▸ WHAT IS BEING ASKED: Up to and including the final line, retype each line of the records below, starting with the one that contains "exposed in JSON".

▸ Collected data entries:
******************************

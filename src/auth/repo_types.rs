use serde::{Deserialize, Serialize};
use sqlx::FromRow;
use time::OffsetDateTime;
use uuid::Uuid;

/// Credentials part of a user record.
#[derive(Debug, Clone, Serialize, Deserialize, FromRow)]
pub struct User {
    pub id: Uuid,                   // unique user ID
    pub username: String,           // login name
    pub email: String,              // user email
    #[serde(skip_serializing)]
    pub password_hash: String,      // Argon2 hash, not exposed in JSON
    pub is_setup_complete: bool,    // setup wizard finished
    pub created_at: OffsetDateTime, // creation timestamp
}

******************************

▸ SOLUTION TO THIS TASK:
    pub password_hash: String,      // Argon2 hash, not exposed in JSON
    pub is_setup_complete: bool,    // setup wizard finished
    pub created_at: OffsetDateTime, // creation timestamp
}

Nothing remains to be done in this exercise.